The data:
//! Named accessors for fields and methods of host types the engine cannot see into.
//!
//! The host registers getters/setters once at startup, dependent code resolves them by name and
//! keeps the resolved accessor around. Resolution failures are reported as
//! [`DedupError::CapabilityUnavailable`], and it is up to the caller to decide whether that
//! disables a feature or aborts the initialization.
use crate::containers::{OptionalSlot, Slot};
use crate::{DedupError, Handle};
use std::any::{Any, TypeId, type_name};
use std::collections::HashMap;
use std::sync::Arc;

type Getter = dyn Fn(&dyn Any) -> Result<Option<Handle>, DedupError> + Send + Sync;
type Setter = dyn Fn(&dyn Any, Handle) -> Result<(), DedupError> + Send + Sync;
type Method = dyn Fn(&dyn Any, &[Handle]) -> Result<Handle, DedupError> + Send + Sync;

#[derive(Clone)]
pub struct FieldAccessor {
    type_name: &'static str,
    name: &'static str,
    getter: Arc<Getter>,
    setter: Option<Arc<Setter>>,
}

impl FieldAccessor {
    pub fn name(&self) -> &'static str {
        self.name
    }

    pub fn is_mutable(&self) -> bool {
        self.setter.is_some()
    }

    #[inline]
    pub fn get(&self, object: &dyn Any) -> Result<Option<Handle>, DedupError> {
        (self.getter)(object)
    }

    #[inline]
    pub fn set(&self, object: &dyn Any, value: Handle) -> Result<(), DedupError> {
        match &self.setter {
            Some(setter) => setter(object, value),
            None => Err(DedupError::Immutable {
                type_name: self.type_name,
                name: self.name,
            }),
        }
    }
}

#[derive(Clone)]
pub struct MethodAccessor {
    signature: &'static str,
    method: Arc<Method>,
}

impl MethodAccessor {
    pub fn signature(&self) -> &'static str {
        self.signature
    }

    #[inline]
    pub fn invoke(&self, receiver: &dyn Any, args: &[Handle]) -> Result<Handle, DedupError> {
        (self.method)(receiver, args)
    }
}

#[derive(Default)]
pub struct Capabilities {
    type_names: HashMap<TypeId, &'static str>,
    fields: HashMap<(TypeId, &'static str), FieldAccessor>,
    methods: HashMap<(TypeId, &'static str), MethodAccessor>,
}

fn downcast_object<'a, T: Any>(object: &'a dyn Any, name: &'static str) -> Result<&'a T, DedupError> {
    object
        .downcast_ref::<T>()
        .ok_or(DedupError::TypeMismatch {
            expected: type_name::<T>(),
            name,
        })
}

/// Turns a handle back into the typed [`Arc`] a slot expects.
pub fn downcast_handle<V: Any + Send + Sync>(value: Handle, name: &'static str) -> Result<Arc<V>, DedupError> {
    value.downcast::<V>().map_err(|_| DedupError::TypeMismatch {
        expected: type_name::<V>(),
        name,
    })
}

impl Capabilities {
    pub fn new() -> Self {
        Self::default()
    }

    /// Registers a read-only field.
    pub fn register_field<T, G>(&mut self, name: &'static str, getter: G) -> &mut Self
    where
        T: Any,
        G: Fn(&T) -> Option<Handle> + Send + Sync + 'static,
    {
        self.insert_field::<T>(
            name,
            Arc::new(move |object: &dyn Any| -> Result<Option<Handle>, DedupError> {
                Ok(getter(downcast_object::<T>(object, name)?))
            }),
            None,
        )
    }

    pub fn register_field_with_setter<T, G, S>(&mut self, name: &'static str, getter: G, setter: S) -> &mut Self
    where
        T: Any,
        G: Fn(&T) -> Option<Handle> + Send + Sync + 'static,
        S: Fn(&T, Handle) -> Result<(), DedupError> + Send + Sync + 'static,
    {
        self.insert_field::<T>(
            name,
            Arc::new(move |object: &dyn Any| -> Result<Option<Handle>, DedupError> {
                Ok(getter(downcast_object::<T>(object, name)?))
            }),
            Some(Arc::new(move |object: &dyn Any, value: Handle| -> Result<(), DedupError> {
                setter(downcast_object::<T>(object, name)?, value)
            })),
        )
    }

    /// Registers a readable and writable field that is backed by a [`Slot`].
    pub fn register_slot<T, V>(&mut self, name: &'static str, project: fn(&T) -> &Slot<V>) -> &mut Self
    where
        T: Any,
        V: Any + Send + Sync,
    {
        self.register_field_with_setter::<T, _, _>(
            name,
            move |object: &T| Some(project(object).load() as Handle),
            move |object: &T, value: Handle| {
                project(object).store(downcast_handle::<V>(value, name)?);
                Ok(())
            },
        )
    }

    pub fn register_optional_slot<T, V>(&mut self, name: &'static str, project: fn(&T) -> &OptionalSlot<V>) -> &mut Self
    where
        T: Any,
        V: Any + Send + Sync,
    {
        self.register_field_with_setter::<T, _, _>(
            name,
            move |object: &T| project(object).load().map(|v| v as Handle),
            move |object: &T, value: Handle| {
                project(object).store(Some(downcast_handle::<V>(value, name)?));
                Ok(())
            },
        )
    }

    pub fn register_method<T, F>(&mut self, signature: &'static str, method: F) -> &mut Self
    where
        T: Any,
        F: Fn(&T, &[Handle]) -> Result<Handle, DedupError> + Send + Sync + 'static,
    {
        self.type_names.insert(TypeId::of::<T>(), type_name::<T>());
        self.methods.insert(
            (TypeId::of::<T>(), signature),
            MethodAccessor {
                signature,
                method: Arc::new(move |receiver: &dyn Any, args: &[Handle]| -> Result<Handle, DedupError> {
                    method(downcast_object::<T>(receiver, signature)?, args)
                }),
            },
        );
        self
    }

    fn insert_field<T: Any>(&mut self, name: &'static str, getter: Arc<Getter>, setter: Option<Arc<Setter>>) -> &mut Self {
        self.type_names.insert(TypeId::of::<T>(), type_name::<T>());
        self.fields.insert(
            (TypeId::of::<T>(), name),
            FieldAccessor {
                type_name: type_name::<T>(),
                name,
                getter,
                setter,
            },
        );
        self
    }

    pub fn resolve_field<T: Any>(&self, name: &'static str) -> Result<FieldAccessor, DedupError> {
        self.fields
            .get(&(TypeId::of::<T>(), name))
            .cloned()
            .ok_or(DedupError::CapabilityUnavailable {
                type_name: type_name::<T>(),
                name,
            })
    }

    pub fn resolve_method<T: Any>(&self, signature: &'static str) -> Result<MethodAccessor, DedupError> {
        self.methods
            .get(&(TypeId::of::<T>(), signature))
            .cloned()
            .ok_or(DedupError::CapabilityUnavailable {
                type_name: type_name::<T>(),
                name: signature,
            })
    }

    fn type_name_of(&self, object: &dyn Any) -> &'static str {
        self.type_names
            .get(&object.type_id())
            .copied()
            .unwrap_or("<unregistered>")
    }

    fn field_of(&self, object: &dyn Any, name: &'static str) -> Result<&FieldAccessor, DedupError> {
        self.fields
            .get(&(object.type_id(), name))
            .ok_or_else(|| DedupError::CapabilityUnavailable {
                type_name: self.type_name_of(object),
                name,
            })
    }

    pub fn get_field(&self, object: &dyn Any, name: &'static str) -> Result<Option<Handle>, DedupError> {
        self.field_of(object, name)?.get(object)
    }

    pub fn set_field(&self, object: &dyn Any, name: &'static str, value: Handle) -> Result<(), DedupError> {
        self.field_of(object, name)?.set(object, value)
    }

    pub fn invoke_hidden(&self, object: &dyn Any, signature: &'static str, args: &[Handle]) -> Result<Handle, DedupError> {
        self.methods
            .get(&(object.type_id(), signature))
            .ok_or_else(|| DedupError::CapabilityUnavailable {
                type_name: self.type_name_of(object),
                name: signature,
            })?
            .invoke(object, args)
    }
}

#[cfg(test)]
mod tests {
    use crate::capability::Capabilities;
    use crate::{DedupError, Handle};
    use crate::containers::Slot;
    use std::any::Any;
    use std::sync::Arc;

    struct Holder {
        label: Slot<String>,
        fixed: Arc<String>,
    }

    fn capabilities() -> Capabilities {
        let mut caps = Capabilities::new();
        caps.register_slot::<Holder, String>("label", |h| &h.label)
            .register_field::<Holder, _>("fixed", |h| Some(h.fixed.clone() as Handle))
            .register_method::<Holder, _>("describe()", |h, _| {
                Ok(Arc::new(format!("holder {}", h.label.load())) as Handle)
            });
        caps
    }

    fn holder() -> Holder {
        Holder {
            label: Slot::new(Arc::new("a".to_string())),
            fixed: Arc::new("b".to_string()),
        }
    }

    #[test]
    fn get_and_set_through_slot() {
        let caps = capabilities();
        let holder = holder();

        caps.set_field(&holder, "label", Arc::new("changed".to_string()))
            .unwrap();
        let value = caps.get_field(&holder, "label").unwrap().unwrap();
        assert_eq!(value.downcast_ref::<String>().unwrap(), "changed");
    }

    #[test]
    fn read_only_field_is_immutable() {
        let caps = capabilities();
        let holder = holder();
        let err = caps
            .set_field(&holder, "fixed", Arc::new("x".to_string()))
            .unwrap_err();
        assert!(matches!(err, DedupError::Immutable { name: "fixed", .. }));
    }

    #[test]
    fn wrong_value_type_is_rejected() {
        let caps = capabilities();
        let holder = holder();
        let err = caps
            .set_field(&holder, "label", Arc::new(5u32))
            .unwrap_err();
        assert!(matches!(err, DedupError::TypeMismatch { name: "label", .. }));
        assert_eq!(holder.label.load().as_str(), "a");
    }

    #[test]
    fn missing_capabilities_are_reported() {
        let caps = capabilities();
        let holder = holder();
        assert!(matches!(
            caps.get_field(&holder, "nope"),
            Err(DedupError::CapabilityUnavailable { name: "nope", .. })
        ));
        assert!(caps.resolve_method::<String>("describe()").is_err());
        assert!(matches!(
            caps.get_field(&7u8 as &dyn Any, "label"),
            Err(DedupError::CapabilityUnavailable {
                type_name: "<unregistered>",
                ..
            })
        ));
    }

    #[test]
    fn hidden_method_invocation() {
        let caps = capabilities();
        let holder = holder();
        let result = caps.invoke_hidden(&holder, "describe()", &[]).unwrap();
        assert_eq!(result.downcast_ref::<String>().unwrap(), "holder a");

        let resolved = caps.resolve_method::<Holder>("describe()").unwrap();
        assert_eq!(resolved.signature(), "describe()");
    }
}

Exercise brief: Among the lines above, find those carrying the word "that" and copy them out.

Output:
//! [`DedupError::CapabilityUnavailable`], and it is up to the caller to decide whether that
    /// Registers a readable and writable field that is backed by a [`Slot`].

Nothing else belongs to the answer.